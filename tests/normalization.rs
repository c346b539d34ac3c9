use oppsql::error::OppsqlError;
use oppsql::grouping::{normalize, normalize_grouping, normalize_variables, FilterSpec, GroupingSpec, VariableSpec};
use oppsql::value::Scalar;
use serde_json::json;

fn from_json(value: serde_json::Value) -> Result<GroupingSpec, OppsqlError> {
    GroupingSpec::try_from(value)
}

#[test]
fn name_list_and_empty_filter_are_equivalent() {
    let expected = normalize_grouping(GroupingSpec::from("nCars")).expect("name");
    let from_list = normalize_grouping(GroupingSpec::from(vec!["nCars"])).expect("list");
    let from_map = normalize_grouping(from_json(json!({"nCars": []})).expect("map")).expect("map");
    let from_null = normalize_grouping(from_json(json!({"nCars": null})).expect("null")).expect("null");
    assert_eq!(expected, from_list);
    assert_eq!(expected, from_map);
    assert_eq!(expected, from_null);
    assert_eq!(expected.len(), 1);
    assert!(!expected.get("nCars").unwrap().is_constrained());
}

#[test]
fn json_shapes_match_their_native_counterparts() {
    let native = normalize_grouping(GroupingSpec::filtered([
        ("nCars", FilterSpec::many([200, 100])),
        ("speed", FilterSpec::one(13.9)),
        ("warmup", FilterSpec::one(true)),
        ("config", FilterSpec::one("General")),
    ]))
    .expect("native");
    let parsed = normalize_grouping(
        from_json(json!({"nCars": [200, 100], "speed": 13.9, "warmup": true, "config": "General"})).expect("json"),
    )
    .expect("json");
    assert_eq!(native, parsed);
}

#[test]
fn single_value_and_single_element_list_are_both_singular() {
    let grouping = normalize_grouping(GroupingSpec::filtered([
        ("nCars", FilterSpec::one(320)),
        ("speed", FilterSpec::many([13.9])),
        ("repetition", FilterSpec::Unconstrained),
    ]))
    .expect("grouping");
    assert!(grouping.get("nCars").unwrap().is_singular());
    assert!(grouping.get("speed").unwrap().is_singular());
    assert!(!grouping.get("repetition").unwrap().is_singular());
    assert_eq!(grouping.get("nCars").unwrap().filter(), &[Scalar::Int(320)]);
}

#[test]
fn malformed_filters_are_rejected() {
    for filter in [json!({"a": 1}), json!([[1, 2]]), json!([null]), json!([{"a": 1}])] {
        let result = from_json(json!({ "nCars": filter }));
        assert!(
            matches!(result, Err(OppsqlError::InvalidSpecification(_))),
            "filter {filter} should be rejected"
        );
    }
}

#[test]
fn malformed_grouping_and_variables_are_rejected() {
    assert!(matches!(from_json(json!(5)), Err(OppsqlError::InvalidSpecification(_))));
    assert!(matches!(from_json(json!(["nCars", 1])), Err(OppsqlError::InvalidSpecification(_))));
    assert!(matches!(VariableSpec::try_from(json!(1.5)), Err(OppsqlError::InvalidSpecification(_))));
    assert!(matches!(VariableSpec::try_from(json!(["a", null])), Err(OppsqlError::InvalidSpecification(_))));
    assert!(matches!(
        normalize_variables(VariableSpec::from(Vec::<String>::new())),
        Err(OppsqlError::InvalidSpecification(_))
    ));
}

#[test]
fn variables_keep_their_order() {
    let (grouping, variables) = normalize(GroupingSpec::from("nCars"), VariableSpec::from(vec!["speed", "collisions"]))
        .expect("normalize");
    assert_eq!(grouping.names().collect::<Vec<_>>(), vec!["nCars"]);
    assert_eq!(variables.names(), &["speed".to_string(), "collisions".to_string()]);
    assert_eq!(variables.single(), None);
    let (_, single) = normalize(GroupingSpec::from("nCars"), "collisions".into()).expect("normalize");
    assert_eq!(single.single(), Some("collisions"));
}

• _Instructions to follow_: Copy out the lines of the data where the word "true" can be found.

• _Your solution_:
        ("warmup", FilterSpec::one(true)),
        from_json(json!({"nCars": [200, 100], "speed": 13.9, "warmup": true, "config": "General"})).expect("json"),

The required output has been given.